WORK TASK: Return exactly the span that opens with the line containing "self.delta.clear();" and closes with the final line of the records, both included.

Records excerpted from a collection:

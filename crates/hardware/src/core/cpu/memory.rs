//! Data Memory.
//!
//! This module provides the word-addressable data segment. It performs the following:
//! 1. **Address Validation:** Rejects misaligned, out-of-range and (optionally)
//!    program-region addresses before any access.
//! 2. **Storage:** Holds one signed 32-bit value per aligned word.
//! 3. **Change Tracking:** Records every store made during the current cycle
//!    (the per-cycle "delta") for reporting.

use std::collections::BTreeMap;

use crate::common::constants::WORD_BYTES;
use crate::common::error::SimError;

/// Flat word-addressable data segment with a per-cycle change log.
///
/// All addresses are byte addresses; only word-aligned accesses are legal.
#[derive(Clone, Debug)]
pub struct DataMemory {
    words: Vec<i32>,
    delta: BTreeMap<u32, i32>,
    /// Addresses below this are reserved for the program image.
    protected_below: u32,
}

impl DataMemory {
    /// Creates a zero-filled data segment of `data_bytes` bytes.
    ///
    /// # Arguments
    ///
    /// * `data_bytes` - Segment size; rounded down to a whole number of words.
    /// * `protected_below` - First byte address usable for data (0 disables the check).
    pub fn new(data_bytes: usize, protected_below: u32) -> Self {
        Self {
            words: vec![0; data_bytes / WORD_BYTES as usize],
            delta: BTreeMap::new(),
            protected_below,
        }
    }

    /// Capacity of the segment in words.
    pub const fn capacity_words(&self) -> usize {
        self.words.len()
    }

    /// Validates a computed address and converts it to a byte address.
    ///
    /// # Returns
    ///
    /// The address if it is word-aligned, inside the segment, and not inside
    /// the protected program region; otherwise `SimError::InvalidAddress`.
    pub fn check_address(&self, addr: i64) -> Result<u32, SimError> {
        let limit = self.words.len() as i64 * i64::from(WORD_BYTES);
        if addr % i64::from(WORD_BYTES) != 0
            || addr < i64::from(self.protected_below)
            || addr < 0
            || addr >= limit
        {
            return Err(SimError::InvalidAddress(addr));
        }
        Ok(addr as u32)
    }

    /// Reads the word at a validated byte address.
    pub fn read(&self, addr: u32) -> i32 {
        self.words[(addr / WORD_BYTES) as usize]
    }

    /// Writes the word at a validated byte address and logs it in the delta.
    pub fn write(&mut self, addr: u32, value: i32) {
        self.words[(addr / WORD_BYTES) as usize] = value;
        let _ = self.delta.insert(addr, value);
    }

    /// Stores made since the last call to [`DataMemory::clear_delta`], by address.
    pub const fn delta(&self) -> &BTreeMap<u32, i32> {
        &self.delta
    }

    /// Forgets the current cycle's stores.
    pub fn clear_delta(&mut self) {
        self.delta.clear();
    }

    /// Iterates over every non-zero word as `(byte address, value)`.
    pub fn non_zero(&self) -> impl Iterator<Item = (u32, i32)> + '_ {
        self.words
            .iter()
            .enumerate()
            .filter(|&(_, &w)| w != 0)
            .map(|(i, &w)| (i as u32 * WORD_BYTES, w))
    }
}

SOLUTION:
        self.delta.clear();
    }

    /// Iterates over every non-zero word as `(byte address, value)`.
    pub fn non_zero(&self) -> impl Iterator<Item = (u32, i32)> + '_ {
        self.words
            .iter()
            .enumerate()
            .filter(|&(_, &w)| w != 0)
            .map(|(i, &w)| (i as u32 * WORD_BYTES, w))
    }
}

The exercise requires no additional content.